Illona Fountain, who was born in Kyiv, Ukraine but has been a U.S. citizen most of her life, is getting the word out for a fundraising event this Saturday, March 19, at Pittman Park United Methodist Church to help people made refugees by the Russian military invasion.
“I have many friends and family that have immigrated here from Ukraine or remain there,” Fountain wrote in an email. “I feel an urgent need to help the people that are suffering there now … specifically the huge numbers of people that have become refugees.”
Open to the public, the event is slated to last from 8 a.m. until 2 p.m. at the church at 1102 Fair Road, Statesboro. In addition to accepting donations through the church, volunteers will hold a raffle of items donated by individuals and businesses. Checks should be made out to Pittman Park United Methodist Church, she said, and receipts will be given upon request for tax deduction purposes.
Although Fountain has been an American for all of her adult life and a Bulloch County resident for almost 25 years, the current news from Ukraine feels personal to her, as she described in an interview.
“Normally I don’t get emotional, I’m very composed, but when I come home and watch the news now, I just start crying,” Fountain said. “I have to put myself together, especially for this weekend to talk to people.
“But everyone in Bulloch County and the surrounding areas has been very gracious,” she added. “I’ve had college students, young adults, call me and just ask me questions, and they’re just amazed, and when I tell them what’s going on as far as the people in Russia don’t know what’s going on, they’re like in shock.”
Born in the USSR
When Fountain was a child living there in the 1970s, Ukraine was a different place politically. It was one of the 15 “socialist republics” of the now long-defunct Soviet Union, of which Russia was by far the largest, all governed the Communist Party.
Originally Illona Kagan, Fountain was born to a Russian-speaking, Jewish family in Ukraine. She was only 7 when she arrived in the United States with her parents in May 1979.
Her father, a chemist, left the Soviet Union on a work visa, and they traveled first to Italy and Germany, staying a few months in each, before flying to the USA, where her parents applied for citizenship. As a minor child of parents who became naturalized citizens, she automatically became a citizen as well.
They settled in Atlanta, where Illona grew up and married a man from Bulloch County, Philip Fountain. She moved here with him and their two children in 1997, and he is also taking part in the effort to help Ukrainian refugees.

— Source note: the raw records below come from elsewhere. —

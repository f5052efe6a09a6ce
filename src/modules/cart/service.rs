use super::repository::{self, CartItem};
use crate::{
    modules::{
        addon, combo, config,
        config::repository::Config,
        order::repository::OrderItemAddon,
        product::repository::ProductView,
        product,
        restaurant::{self, repository::Restaurant},
    },
    types::Context,
    utils::money,
};
use bigdecimal::BigDecimal;
use itertools::Itertools;
use serde::Serialize;
use sqlx::PgConnection;
use std::collections::HashMap;

#[derive(Debug)]
pub enum Error {
    UnexpectedError,
}

#[derive(Serialize, Clone, Debug)]
pub struct PricedLine {
    pub item_id: String,
    pub product_id: Option<String>,
    pub combo_id: Option<String>,
    pub name: String,
    pub image: Option<String>,
    pub quantity: i32,
    pub addons: Vec<OrderItemAddon>,
    pub unit_price: BigDecimal,
    pub line_total: BigDecimal,
    pub note: Option<String>,
}

#[derive(Serialize, Clone, Debug, PartialEq)]
pub struct Quote {
    pub sub_total: BigDecimal,
    pub delivery_fee: BigDecimal,
    pub service_fee: BigDecimal,
    pub total: BigDecimal,
}

impl Quote {
    pub fn empty() -> Self {
        let zero = money::round(&BigDecimal::from(0));
        Self {
            sub_total: zero.clone(),
            delivery_fee: zero.clone(),
            service_fee: zero.clone(),
            total: zero,
        }
    }
}

/// Cart lines priced against the current catalogue.
#[derive(Serialize, Clone, Debug)]
pub struct Resolved {
    pub lines: Vec<PricedLine>,
    /// Items whose product, combo or addons can no longer be ordered.
    pub unavailable_item_ids: Vec<String>,
}

pub fn normalize_addon_ids(addon_ids: Vec<String>) -> Vec<String> {
    addon_ids.into_iter().sorted().dedup().collect()
}

pub fn unit_price(base: &BigDecimal, addons: &[OrderItemAddon]) -> BigDecimal {
    let addons_total = addons
        .iter()
        .fold(BigDecimal::from(0), |acc, addon| acc + &addon.price);

    money::round(&(base + addons_total))
}

pub fn line_total(unit_price: &BigDecimal, quantity: i32) -> BigDecimal {
    money::round(&(unit_price * BigDecimal::from(quantity)))
}

pub fn quote(lines: &[PricedLine], config: &Config) -> Quote {
    if lines.is_empty() {
        return Quote::empty();
    }

    let sub_total = money::round(
        &lines
            .iter()
            .fold(BigDecimal::from(0), |acc, line| acc + &line.line_total),
    );
    let delivery_fee = money::round(&config.delivery_fee);
    let service_fee = money::round(&config.service_fee);
    let total = money::round(&(&sub_total + &delivery_fee + &service_fee));

    Quote {
        sub_total,
        delivery_fee,
        service_fee,
        total,
    }
}

#[derive(Debug, PartialEq, Eq)]
pub enum CheckoutError {
    EmptyCart,
    NotAcceptingOrders,
    RestaurantUnavailable,
    BelowMinimum,
}

pub fn check_checkout(
    quote: &Quote,
    line_count: usize,
    restaurant: &Restaurant,
    config: &Config,
) -> Result<(), CheckoutError> {
    if line_count == 0 {
        return Err(CheckoutError::EmptyCart);
    }

    if !config.is_accepting_orders {
        return Err(CheckoutError::NotAcceptingOrders);
    }

    if !restaurant::repository::is_accepting_orders(restaurant) {
        return Err(CheckoutError::RestaurantUnavailable);
    }

    if quote.sub_total < config.minimum_order_amount {
        return Err(CheckoutError::BelowMinimum);
    }

    Ok(())
}

pub async fn resolve(conn: &mut PgConnection, items: Vec<CartItem>) -> Result<Resolved, Error> {
    let product_ids = items
        .iter()
        .filter_map(|item| item.product_id.clone())
        .unique()
        .collect::<Vec<_>>();
    let combo_ids = items
        .iter()
        .filter_map(|item| item.combo_id.clone())
        .unique()
        .collect::<Vec<_>>();

    let products = product::repository::find_listings_by_ids(&mut *conn, product_ids)
        .await
        .map_err(|_| Error::UnexpectedError)?
        .into_iter()
        .map(|listing| (listing.product.id.clone(), ProductView::from(listing)))
        .collect::<HashMap<_, _>>();

    let combos = combo::repository::find_visible_by_ids(&mut *conn, combo_ids)
        .await
        .map_err(|_| Error::UnexpectedError)?
        .into_iter()
        .map(|combo| (combo.id.clone(), combo))
        .collect::<HashMap<_, _>>();

    let mut resolved = Resolved {
        lines: vec![],
        unavailable_item_ids: vec![],
    };

    for item in items {
        let line = match (&item.product_id, &item.combo_id) {
            (Some(product_id), None) => {
                let Some(view) = products.get(product_id) else {
                    resolved.unavailable_item_ids.push(item.id);
                    continue;
                };

                let addons = addon::repository::find_attached(
                    &mut *conn,
                    product_id.clone(),
                    item.addon_ids.clone(),
                )
                .await
                .map_err(|_| Error::UnexpectedError)?;

                if addons.len() != item.addon_ids.len() {
                    resolved.unavailable_item_ids.push(item.id);
                    continue;
                }

                let addons = addons
                    .into_iter()
                    .sorted_by(|a, b| a.id.cmp(&b.id))
                    .map(|addon| OrderItemAddon {
                        id: addon.id,
                        name: addon.name,
                        price: addon.price,
                    })
                    .collect::<Vec<_>>();

                let unit_price = unit_price(&view.effective_price, &addons);

                PricedLine {
                    item_id: item.id,
                    product_id: Some(product_id.clone()),
                    combo_id: None,
                    name: view.product.name.clone(),
                    image: view.product.image.clone(),
                    quantity: item.quantity,
                    line_total: line_total(&unit_price, item.quantity),
                    unit_price,
                    addons,
                    note: item.note,
                }
            }
            (None, Some(combo_id)) => {
                let Some(combo) = combos.get(combo_id) else {
                    resolved.unavailable_item_ids.push(item.id);
                    continue;
                };

                let unit_price = unit_price(&combo.price, &[]);

                PricedLine {
                    item_id: item.id,
                    product_id: None,
                    combo_id: Some(combo_id.clone()),
                    name: combo.name.clone(),
                    image: combo.image.clone(),
                    quantity: item.quantity,
                    line_total: line_total(&unit_price, item.quantity),
                    unit_price,
                    addons: vec![],
                    note: item.note,
                }
            }
            _ => {
                tracing::error!("Cart item {} has neither or both of product and combo", item.id);
                resolved.unavailable_item_ids.push(item.id);
                continue;
            }
        };

        resolved.lines.push(line);
    }

    Ok(resolved)
}

#[derive(Serialize, Clone, Debug)]
pub struct CartView {
    pub restaurant_id: Option<String>,
    pub items: Vec<PricedLine>,
    pub unavailable_item_ids: Vec<String>,
    pub quote: Quote,
}

/// The customer's cart as shown to them, priced with today's fees.
pub async fn view(ctx: &Context, customer_id: String) -> Result<CartView, Error> {
    let Some(cart) = repository::find_by_customer_id(&ctx.db_conn.pool, customer_id)
        .await
        .map_err(|_| Error::UnexpectedError)?
    else {
        return Ok(CartView {
            restaurant_id: None,
            items: vec![],
            unavailable_item_ids: vec![],
            quote: Quote::empty(),
        });
    };

    let items = repository::find_items_by_cart_id(&ctx.db_conn.pool, cart.id)
        .await
        .map_err(|_| Error::UnexpectedError)?;

    let config = config::repository::get(&ctx.db_conn.pool)
        .await
        .map_err(|_| Error::UnexpectedError)?;

    let mut conn = ctx.db_conn.pool.acquire().await.map_err(|err| {
        tracing::error!("Failed to acquire a database connection: {}", err);
        Error::UnexpectedError
    })?;

    let resolved = resolve(&mut conn, items).await?;

    Ok(CartView {
        restaurant_id: cart.restaurant_id,
        quote: quote(&resolved.lines, &config),
        items: resolved.lines,
        unavailable_item_ids: resolved.unavailable_item_ids,
    })
}

#[cfg(test)]
mod tests {
    use super::*;
    use chrono::Utc;
    use std::str::FromStr;

    fn dec(raw: &str) -> BigDecimal {
        BigDecimal::from_str(raw).unwrap()
    }

    fn config() -> Config {
        Config {
            id: 1,
            delivery_fee: dec("500"),
            service_fee: dec("100"),
            commission_percentage: dec("10"),
            minimum_order_amount: dec("1500"),
            max_warnings: 3,
            is_accepting_orders: true,
            updated_at: None,
        }
    }

    fn restaurant(is_open: bool, is_active: bool) -> Restaurant {
        Restaurant {
            id: "restaurant".to_string(),
            owner_id: "owner".to_string(),
            name: "Mama Put".to_string(),
            description: String::new(),
            logo: None,
            address: "4 Allen Avenue".to_string(),
            phone_number: None,
            is_open,
            is_active,
            rating: dec("0"),
            rating_count: 0,
            is_deleted: false,
            created_at: Utc::now().naive_utc(),
            updated_at: None,
        }
    }

    fn line(unit: &str, quantity: i32) -> PricedLine {
        let unit_price = dec(unit);
        PricedLine {
            item_id: "item".to_string(),
            product_id: Some("product".to_string()),
            combo_id: None,
            name: "Suya".to_string(),
            image: None,
            quantity,
            line_total: line_total(&unit_price, quantity),
            unit_price,
            addons: vec![],
            note: None,
        }
    }

    fn addon(price: &str) -> OrderItemAddon {
        OrderItemAddon {
            id: "addon".to_string(),
            name: "Extra pepper".to_string(),
            price: dec(price),
        }
    }

    #[test]
    fn addon_sets_are_sorted_and_deduplicated() {
        let ids = vec!["c", "a", "b", "a"]
            .into_iter()
            .map(String::from)
            .collect::<Vec<_>>();

        assert_eq!(normalize_addon_ids(ids), vec!["a", "b", "c"]);
        assert!(normalize_addon_ids(vec![]).is_empty());
    }

    #[test]
    fn unit_price_includes_every_addon() {
        assert_eq!(
            unit_price(&dec("1200"), &[addon("150"), addon("49.99")]),
            dec("1399.99")
        );
        assert_eq!(unit_price(&dec("1200"), &[]), dec("1200.00"));
    }

    #[test]
    fn quote_adds_flat_fees_to_the_sub_total() {
        let quote = quote(&[line("1000", 2), line("250.50", 1)], &config());

        assert_eq!(quote.sub_total, dec("2250.50"));
        assert_eq!(quote.delivery_fee, dec("500.00"));
        assert_eq!(quote.service_fee, dec("100.00"));
        assert_eq!(quote.total, dec("2850.50"));
    }

    #[test]
    fn empty_cart_quotes_nothing() {
        let quote = quote(&[], &config());

        assert_eq!(quote.total, dec("0"));
        assert_eq!(quote.delivery_fee, dec("0"));
    }

    #[test]
    fn checkout_guards() {
        let config = config();
        let enough = quote(&[line("2000", 1)], &config);
        let too_little = quote(&[line("1000", 1)], &config);

        assert_eq!(
            check_checkout(&enough, 0, &restaurant(true, true), &config),
            Err(CheckoutError::EmptyCart)
        );
        assert_eq!(
            check_checkout(&enough, 1, &restaurant(false, true), &config),
            Err(CheckoutError::RestaurantUnavailable)
        );
        assert_eq!(
            check_checkout(&enough, 1, &restaurant(true, false), &config),
            Err(CheckoutError::RestaurantUnavailable)
        );
        assert_eq!(
            check_checkout(&too_little, 1, &restaurant(true, true), &config),
            Err(CheckoutError::BelowMinimum)
        );
        assert_eq!(
            check_checkout(&enough, 1, &restaurant(true, true), &config),
            Ok(())
        );
    }

    #[test]
    fn paused_platform_refuses_checkout() {
        let config = Config {
            is_accepting_orders: false,
            ..config()
        };
        let quote = quote(&[line("2000", 1)], &config);

        assert_eq!(
            check_checkout(&quote, 1, &restaurant(true, true), &config),
            Err(CheckoutError::NotAcceptingOrders)
        );
    }
}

Ilona Fountain has something in common with Ukraine’s President Volodymyr Zelensky, who is Jewish and also grew up speaking Russian. Ukrainian is the country’s official and most common language, but a large minority of Ukrainians use Russian as their first language. Fountain retains her ability to speak Russian but converted to Christianity.
Her father died in 2020 from COVID-19 complications, but her mother and her aunt still live in the Atlanta area, and they and Fountain maintain contacts with some relatives and friends in Ukraine.
“We do have some family and friends in the Kyiv area,” Fountain said. “The last correspondence that we had from my uncle – it was him and his wife and his daughter, her husband and their three kids – they left and went to Romania. He wanted to stay back; he’s 73. The last correspondence that my family had from him was on March 1st.”
She said the man she referred to as her uncle is actually a distant cousin.
Putin vs. Zelensky
When Fountain’s mother called a childhood friend who now lives in Saint Petersburg, Russia, and told her what was going on in Ukraine, the woman in Russia did not believe it, Fountain said. This reflects the very different version of events people in Russia are getting from their media after Russian President Vladimir Putin’s government outlawed even calling the war a war.
Fountain said that Putin “unfortunately has put Russia back 50 years.” She called Zelensky “such a great leader” because of his courageous defense of his country and said she wishes America would do more to help.
Saturday’s drive will be the second event for relief of Ukraine that Pittman Park UMC has hosted. The first was on March 5. The church works with the United Methodist Committee on Relief and its fund for direct assistance to people in Ukraine and those who have fled Ukraine to seek safety in neighboring countries.
“We’ve talked to these people, we’ve got their credentials, so it is a legit thing,” Fountain said. “Any proceeds, be it cash or check, that come made payable to the church will be given to that organization.”